_TASK TO CARRY OUT_
In the entries below, how many lines include "UnsupportedMatcher"? Reply with the number and nothing more.

_INFORMATION PROVIDED_
//! Rule configuration.
//!
//! ```yaml
//! rules:
//!   - method: get
//!     route: /home
//!   - method: "*"
//!     route: { pattern: "^/a/p" }
//!     body: { id: true, name: "Alice" }
//!   - route: true
//!     body: true
//! ```

use dejavu::{BodyMatcher, BodyShape, MethodMatcher, RouteMatcher, Rule, RuleError};
use dejavu_core::Dimension;
use indexmap::IndexMap;
use serde::{Deserialize, Serialize};
use serde_json::Value;

/// A single rule. Omitted fields do not constrain the request.
#[derive(Debug, Clone, Default, PartialEq, Deserialize, Serialize)]
#[serde(deny_unknown_fields)]
pub struct RuleConfig {
    /// Method matcher: a method name or `*`.
    #[serde(default, alias = "methods", skip_serializing_if = "Option::is_none")]
    pub method: Option<MethodOperation>,
    /// Route matcher.
    #[serde(default, skip_serializing_if = "Option::is_none")]
    pub route: Option<RouteOperation>,
    /// Body matcher.
    #[serde(default, skip_serializing_if = "Option::is_none")]
    pub body: Option<BodyOperation>,
}

/// Method matcher declaration.
///
/// Lists deserialize so they can be reported precisely, but are rejected:
/// a rule matches a single method or all of them.
#[derive(Debug, Clone, PartialEq, Eq, Deserialize, Serialize)]
#[serde(untagged)]
pub enum MethodOperation {
    /// `method: get` or `method: "*"`
    Single(String),
    /// `method: [get, post]`
    List(Vec<String>),
}

/// Route matcher declaration.
#[derive(Debug, Clone, PartialEq, Eq, Deserialize, Serialize)]
#[serde(untagged)]
pub enum RouteOperation {
    /// `route: true` matches any path. `false` is rejected.
    Any(bool),
    /// `route: /home?tab=1` matches that raw path exactly.
    Exact(String),
    /// `route: { pattern: "^/users/" }` matches a regular expression.
    Pattern {
        /// Regular expression tested against the raw path.
        pattern: String,
    },
}

/// Body matcher declaration.
#[derive(Debug, Clone, PartialEq, Deserialize, Serialize)]
#[serde(untagged)]
pub enum BodyOperation {
    /// `body: true` matches any body, including an absent one. `false` is rejected.
    Any(bool),
    /// Field shape: `true` means "present", anything else is a literal.
    Shape(IndexMap<String, Value>),
}

impl RuleConfig {
    /// Converts the declaration into a [`Rule`].
    ///
    /// # Errors
    ///
    /// Returns [`RuleError`] for method lists, invalid method tokens, regular
    /// expressions that do not compile and `false` matchers.
    pub fn into_rule(self) -> Result<Rule, RuleError> {
        let mut rule = Rule::new();
        if let Some(method) = self.method {
            rule = rule.method(method.into_matcher()?);
        }
        if let Some(route) = self.route {
            rule = rule.route(route.into_matcher()?);
        }
        if let Some(body) = self.body {
            rule = rule.body(body.into_matcher()?);
        }
        Ok(rule)
    }
}

impl MethodOperation {
    fn into_matcher(self) -> Result<MethodMatcher, RuleError> {
        match self {
            MethodOperation::Single(method) => method.parse(),
            MethodOperation::List(methods) => Err(RuleError::UnsupportedMatcher {
                dimension: Dimension::Method,
                reason: format!(
                    "method lists are not supported, got {methods:?}; declare one rule per method"
                ),
            }),
        }
    }
}

impl RouteOperation {
    fn into_matcher(self) -> Result<RouteMatcher, RuleError> {
        match self {
            RouteOperation::Any(true) => Ok(RouteMatcher::Any),
            RouteOperation::Any(false) => Err(rejected_false(Dimension::Route)),
            RouteOperation::Exact(path) => Ok(RouteMatcher::exact(path)),
            RouteOperation::Pattern { pattern } => RouteMatcher::pattern(&pattern),
        }
    }
}

impl BodyOperation {
    fn into_matcher(self) -> Result<BodyMatcher, RuleError> {
        match self {
            BodyOperation::Any(true) => Ok(BodyMatcher::Any),
            BodyOperation::Any(false) => Err(rejected_false(Dimension::Body)),
            BodyOperation::Shape(fields) => Ok(fields.into_iter().collect::<BodyShape>().into()),
        }
    }
}

fn rejected_false(dimension: Dimension) -> RuleError {
    RuleError::UnsupportedMatcher {
        dimension,
        reason: "`false` is not a matcher; omit the field instead".to_owned(),
    }
}

#[cfg(test)]
mod tests {
    use super::*;
    use dejavu::FieldCheck;
    use pretty_assertions::assert_eq;

    fn parse(yaml: &str) -> RuleConfig {
        serde_saphyr::from_str(yaml).expect("failed to deserialize")
    }

    #[test]
    fn test_full_rule_deserialize() {
        let rule = parse(
            r#"
method: get
route:
  pattern: "^/a/p"
body:
  id: true
  name: "Alice"
"#,
        );
        let mut shape = IndexMap::new();
        shape.insert("id".to_owned(), Value::Bool(true));
        shape.insert("name".to_owned(), Value::String("Alice".to_owned()));
        assert_eq!(
            rule,
            RuleConfig {
                method: Some(MethodOperation::Single("get".to_owned())),
                route: Some(RouteOperation::Pattern {
                    pattern: "^/a/p".to_owned()
                }),
                body: Some(BodyOperation::Shape(shape)),
            }
        );
    }

    #[test]
    fn test_methods_alias() {
        let rule = parse("methods: put\n");
        assert_eq!(rule.method, Some(MethodOperation::Single("put".to_owned())));
    }

    #[test]
    fn test_route_variants() {
        assert_eq!(parse("route: true\n").route, Some(RouteOperation::Any(true)));
        assert_eq!(
            parse("route: /home\n").route,
            Some(RouteOperation::Exact("/home".to_owned()))
        );
    }

    #[test]
    fn test_method_list_rejected() {
        let error = parse("method: [get, post]\n").into_rule().unwrap_err();
        assert!(matches!(
            error,
            RuleError::UnsupportedMatcher {
                dimension: Dimension::Method,
                ..
            }
        ));
    }

    #[test]
    fn test_false_rejected() {
        for yaml in ["route: false\n", "body: false\n"] {
            assert!(matches!(
                parse(yaml).into_rule(),
                Err(RuleError::UnsupportedMatcher { .. })
            ));
        }
    }

    #[test]
    fn test_invalid_pattern_rejected() {
        let error = parse("route: { pattern: \"(\" }\n").into_rule().unwrap_err();
        assert!(matches!(error, RuleError::InvalidPattern(_)));
    }

    #[test]
    fn test_shape_keeps_declaration_order() {
        let rule = parse("body: { name: Alice, id: true }\n").into_rule().unwrap();
        let Some(BodyMatcher::Shape(shape)) = rule.body_matcher() else {
            panic!("expected a shape matcher");
        };
        let fields: Vec<_> = shape.fields().collect();
        assert_eq!(
            fields,
            vec![
                ("name", &FieldCheck::Equals(Value::String("Alice".to_owned()))),
                ("id", &FieldCheck::Present),
            ]
        );
    }
}
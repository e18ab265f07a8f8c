use std::pin::Pin;
use std::task::{Context, Poll};

use futures::Future;
use futures::future::BoxFuture;
use futures::ready;
use http::Response;
use pin_project::pin_project;
use tower::BoxError;

use crate::layer::Marker;

/// Response of the wrapped service together with the duplicate flag.
pub(crate) type Forwarded<ResBody> = (Response<ResBody>, bool);

/// Future returned by [`DedupService`](crate::DedupService).
///
/// Wraps the deduplicate-then-forward future and inserts the marker header
/// into responses to duplicate requests.
#[pin_project]
pub struct ResponseFuture<ResBody> {
    #[pin]
    inner: BoxFuture<'static, Result<Forwarded<ResBody>, BoxError>>,
    marker: Option<Marker>,
}

impl<ResBody> ResponseFuture<ResBody> {
    pub(crate) fn new(
        inner: BoxFuture<'static, Result<Forwarded<ResBody>, BoxError>>,
        marker: Option<Marker>,
    ) -> Self {
        Self { inner, marker }
    }
}

impl<ResBody> Future for ResponseFuture<ResBody> {
    type Output = Result<Response<ResBody>, BoxError>;

    fn poll(self: Pin<&mut Self>, cx: &mut Context<'_>) -> Poll<Self::Output> {
        let this = self.project();
        let result = ready!(this.inner.poll(cx));

        let response = result.map(|(mut response, duplicate)| {
            if duplicate && let Some(marker) = this.marker.take() {
                response.headers_mut().insert(marker.name, marker.value);
            }
            response
        });

        Poll::Ready(response)
    }
}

_TASK RESULT_
4